//! Post-sign-in redirect targets.

/// Reduces a requested callback URL to a same-origin path.
///
/// Relative paths are kept, absolute URLs on `base_url` are cut down to their
/// path, and anything else (other origins, protocol-relative `//host`) falls
/// back to `/`. Targets with control characters also fall back to `/`:
/// browsers drop tabs and newlines while parsing, which can turn `/\t/host`
/// into `//host`.
#[must_use]
pub fn safe_callback_path(requested: Option<&str>, base_url: &str) -> String {
    let Some(requested) = requested.map(str::trim).filter(|s| !s.is_empty()) else {
        return "/".to_string();
    };

    if requested.chars().any(|c| c.is_control()) {
        return "/".to_string();
    }

    if is_local_path(requested) {
        return requested.to_string();
    }

    let base = base_url.trim_end_matches('/');
    if let Some(rest) = requested.strip_prefix(base) {
        if rest.is_empty() {
            return "/".to_string();
        }
        if is_local_path(rest) {
            return rest.to_string();
        }
    }

    "/".to_string()
}

fn is_local_path(s: &str) -> bool {
    s.starts_with('/') && !s.starts_with("//") && !s.starts_with("/\\")
}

○ ○ ○ ○ ○ ○ ○

#### Assignment:
In the entries above, find the line containing "if let Some(rest)". Set down that line and every line after it through the last one, exactly and alone.

#### Output of the exercise:
    if let Some(rest) = requested.strip_prefix(base) {
        if rest.is_empty() {
            return "/".to_string();
        }
        if is_local_path(rest) {
            return rest.to_string();
        }
    }

    "/".to_string()
}

fn is_local_path(s: &str) -> bool {
    s.starts_with('/') && !s.starts_with("//") && !s.starts_with("/\\")
}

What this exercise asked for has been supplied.